La carta de la abuela volvía a cobrar interés. Debía seguir esa pista.
Animado, apuntó en su libreta negra la hora a la que había llegado a casa de Clara la noche anterior. Pero el edificio ya se despertaba. Se ajustó la gorra y saludó con una sonrisa a los primeros vecinos.
– Buenos días, señora Norman.
– Buenos días, Cillian.
La señora Norman parecía más triste y callada de lo habitual. Era ciclotímica, solía darle un bajón después de unos días de euforia.
– ¿Va todo bien?
La mujer tardó en contestar, como si estuviera buscando una justificación.
– No mucho. Barbara y Celine han estado mal de la tripita y… hemos pasado todas una mala noche.
Pero Cillian intuía que no se trataba sólo de eso. Imaginó cuál podía ser la verdadera razón de su malestar y hurgó en la herida.
– ¿Se le hizo muy tarde anoche?
La señora Norman no entendió la pregunta a la primera.
– Me refiero a la fiesta -aclaró Cillian-. ¿Se quedó hasta muy tarde?
– Ah, no… Estaba cansada -replicó ella, evasiva.
Demasiado evasiva. Cillian supo que iba por el buen camino.
– ¿Había mucha gente?
– Bueno… sí. Lo normal en estos actos -logró decir la anciana.

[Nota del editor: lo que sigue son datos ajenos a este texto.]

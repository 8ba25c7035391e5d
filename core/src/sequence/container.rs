//! Capability traits for the containers under test.
//!
//! A container implements only what its workloads can meaningfully exercise:
//! the linked list has no binary-search insertion and the multi-set only
//! supports ordered insertion. Workloads are generic over these traits, so a
//! combination a container cannot serve fails to type-check instead of
//! failing at runtime.

use std::collections::{BTreeSet, LinkedList, VecDeque};
use std::mem;

pub trait Container<T>: Default {
    const NAME: &'static str;

    fn len(&self) -> usize;

    fn is_empty(&self) -> bool {
        self.len() == 0
    }

    /// Elements in iteration order.
    fn to_vec(&self) -> Vec<T>;
}

pub trait Append<T>: Container<T> {
    fn append_value(&mut self, value: T);
}

pub trait Prepend<T>: Container<T> {
    fn prepend_value(&mut self, value: T);
}

/// Insert before the first element not less than `value`, found by walking
/// from the front.
pub trait ScanInsert<T: Ord>: Container<T> {
    fn scan_insert(&mut self, value: T);
}

pub trait SortAll<T: Ord>: Append<T> {
    fn sort_all(&mut self);
}

/// Insert keeping the container sorted, locating the position in
/// logarithmic comparisons.
pub trait OrderedInsert<T: Ord>: Container<T> {
    fn ordered_insert(&mut self, value: T);
}

impl<T: Clone> Container<T> for Vec<T> {
    const NAME: &'static str = "vec";

    fn len(&self) -> usize {
        Vec::len(self)
    }

    fn to_vec(&self) -> Vec<T> {
        self.clone()
    }
}

impl<T: Clone> Append<T> for Vec<T> {
    #[inline]
    fn append_value(&mut self, value: T) {
        self.push(value);
    }
}

impl<T: Clone> Prepend<T> for Vec<T> {
    #[inline]
    fn prepend_value(&mut self, value: T) {
        self.insert(0, value);
    }
}

impl<T: Clone + Ord> ScanInsert<T> for Vec<T> {
    fn scan_insert(&mut self, value: T) {
        let at = self.iter().position(|e| *e >= value).unwrap_or(self.len());
        self.insert(at, value);
    }
}

impl<T: Clone + Ord> SortAll<T> for Vec<T> {
    fn sort_all(&mut self) {
        self.sort_unstable();
    }
}

impl<T: Clone + Ord> OrderedInsert<T> for Vec<T> {
    fn ordered_insert(&mut self, value: T) {
        let at = self.partition_point(|e| *e < value);
        self.insert(at, value);
    }
}

impl<T: Clone> Container<T> for VecDeque<T> {
    const NAME: &'static str = "deque";

    fn len(&self) -> usize {
        VecDeque::len(self)
    }

    fn to_vec(&self) -> Vec<T> {
        self.iter().cloned().collect()
    }
}

impl<T: Clone> Append<T> for VecDeque<T> {
    #[inline]
    fn append_value(&mut self, value: T) {
        self.push_back(value);
    }
}

impl<T: Clone> Prepend<T> for VecDeque<T> {
    #[inline]
    fn prepend_value(&mut self, value: T) {
        self.push_front(value);
    }
}

impl<T: Clone + Ord> ScanInsert<T> for VecDeque<T> {
    fn scan_insert(&mut self, value: T) {
        let at = self.iter().position(|e| *e >= value).unwrap_or(self.len());
        self.insert(at, value);
    }
}

impl<T: Clone + Ord> SortAll<T> for VecDeque<T> {
    fn sort_all(&mut self) {
        self.make_contiguous().sort_unstable();
    }
}

impl<T: Clone + Ord> OrderedInsert<T> for VecDeque<T> {
    fn ordered_insert(&mut self, value: T) {
        let at = self.partition_point(|e| *e < value);
        self.insert(at, value);
    }
}

impl<T: Clone> Container<T> for LinkedList<T> {
    const NAME: &'static str = "list";

    fn len(&self) -> usize {
        LinkedList::len(self)
    }

    fn to_vec(&self) -> Vec<T> {
        self.iter().cloned().collect()
    }
}

impl<T: Clone> Append<T> for LinkedList<T> {
    #[inline]
    fn append_value(&mut self, value: T) {
        self.push_back(value);
    }
}

impl<T: Clone> Prepend<T> for LinkedList<T> {
    #[inline]
    fn prepend_value(&mut self, value: T) {
        self.push_front(value);
    }
}

impl<T: Clone + Ord> ScanInsert<T> for LinkedList<T> {
    fn scan_insert(&mut self, value: T) {
        let at = self.iter().position(|e| *e >= value).unwrap_or(self.len());
        // No stable cursor API: detach the tail, push, relink.
        let mut tail = self.split_off(at);
        self.push_back(value);
        self.append(&mut tail);
    }
}

impl<T: Clone + Ord> SortAll<T> for LinkedList<T> {
    fn sort_all(&mut self) {
        merge_sort(self);
    }
}

/// Stable top-down merge sort that relinks the list's own nodes. No element
/// is copied and no node is reallocated.
pub fn merge_sort<T: Ord>(list: &mut LinkedList<T>) {
    if list.len() < 2 {
        return;
    }
    let mut right = list.split_off(list.len() / 2);
    merge_sort(list);
    merge_sort(&mut right);
    let left = mem::take(list);
    *list = merge(left, right);
}

fn merge<T: Ord>(mut left: LinkedList<T>, mut right: LinkedList<T>) -> LinkedList<T> {
    let mut merged = LinkedList::new();
    loop {
        // Ties go to the left run to keep the sort stable.
        let take_right = match (left.front(), right.front()) {
            (Some(l), Some(r)) => r < l,
            _ => break,
        };
        let source = if take_right { &mut right } else { &mut left };
        let rest = source.split_off(1);
        let mut head = mem::replace(source, rest);
        merged.append(&mut head);
    }
    merged.append(&mut left);
    merged.append(&mut right);
    merged
}

/// Balanced-tree multi-set. Equal elements are kept in insertion order,
/// disambiguated by a monotonically increasing sequence number.
#[derive(Debug, Clone)]
pub struct OrderedMultiSet<T> {
    entries: BTreeSet<(T, u64)>,
    next_seq: u64,
}

impl<T> Default for OrderedMultiSet<T> {
    fn default() -> Self {
        Self {
            entries: BTreeSet::new(),
            next_seq: 0,
        }
    }
}

impl<T: Ord> OrderedMultiSet<T> {
    pub fn insert(&mut self, value: T) {
        self.entries.insert((value, self.next_seq));
        self.next_seq += 1;
    }

    pub fn iter(&self) -> impl Iterator<Item = &T> {
        self.entries.iter().map(|(value, _)| value)
    }
}

impl<T: Clone + Ord> Container<T> for OrderedMultiSet<T> {
    const NAME: &'static str = "multiset";

    fn len(&self) -> usize {
        self.entries.len()
    }

    fn to_vec(&self) -> Vec<T> {
        self.iter().cloned().collect()
    }
}

impl<T: Clone + Ord> OrderedInsert<T> for OrderedMultiSet<T> {
    #[inline]
    fn ordered_insert(&mut self, value: T) {
        self.insert(value);
    }
}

– Ayer pasé delante del hotel a eso de las diez -se inventó Cillian. La señora Norman se puso tensa-. Creo que vi a una estrella de cine, porque había muchos fotógrafos a su alrededor.
– ¿Quién era? -preguntó ingenuamente la señora Norman.
– Esperaba que me lo dijera usted. Seguro que la vio. Llevaba un vestido rojo con un escote tremendo a pesar del frío.
La señora Norman vaciló.
– Sí, sí… Ahora que lo dices… vi a una chica vestida así… de lejos, claro… -Y entonces encontró una manera de salir del apuro-: Pero soy demasiado mayor para saber quién era. En cuanto a cine, me temo que me he quedado en los tiempos de Paul Newman.
Cillian sonrió. Sus sospechas se confirmaban.
– ¿Y qué tal el bufet? ¿Quién se encargaba del catering?
La mujer empezaba a agobiarse. Empujó el carrito hacia la puerta de la calle, pero Cillian se interponía en su camino.
– No… no me acuerdo, Cillian. No me fijé. Creo que Aretha necesita salir cuanto antes…
Pero Cillian hizo como si no hubiera oído la última frase:
– Es que vi dos camiones con el logotipo de Dean & De Luca y pensé que tal vez…
– ¿De Luca? -La anciana reflexionó unos instantes-. Ah, sí, qué tonta, claro que sí. Un bufet delicioso.
Estaba claro que la señora Norman no había ido a ninguna fiesta. Cillian soltó entonces su artillería pesada:
– Es usted muy afortunada de tener tanta vida social, señora Norman. En cambio el vecino del 2D me da mucha, mucha pena… Está siempre solo en la cafetería de la esquina; sin amigos, sin nadie. Qué triste, de verdad. No sé qué sentido tiene su vida, francamente. -Hizo una pausa para ver qué cara ponía la anciana-. Tal vez debería decirle que hable con usted para que le introduzca en su círculo de amigos… ¿Qué le parece?
Al principio la señora Norman sacudió la cabeza, algo tocada por las palabras de Cillian. Pero después salió del paso con la teoría de que el señor Samuelson se encontraría fuera de lugar en los círculos que ella frecuentaba. La sorpresa llegó cuando la anciana le prometió que invitaría al vecino del 2D a tomar un café o a ir al cine con ella.
Sin habérselo propuesto, Cillian estaba arreglando la vida de dos viejos tristes del edificio. Y no era precisamente ese su objetivo. Además, veía que la señora Norman se estaba animando ante esa perspectiva. Decidió cambiar de tema de inmediato.
– Por cierto, ¿se sabe algo de Elvis?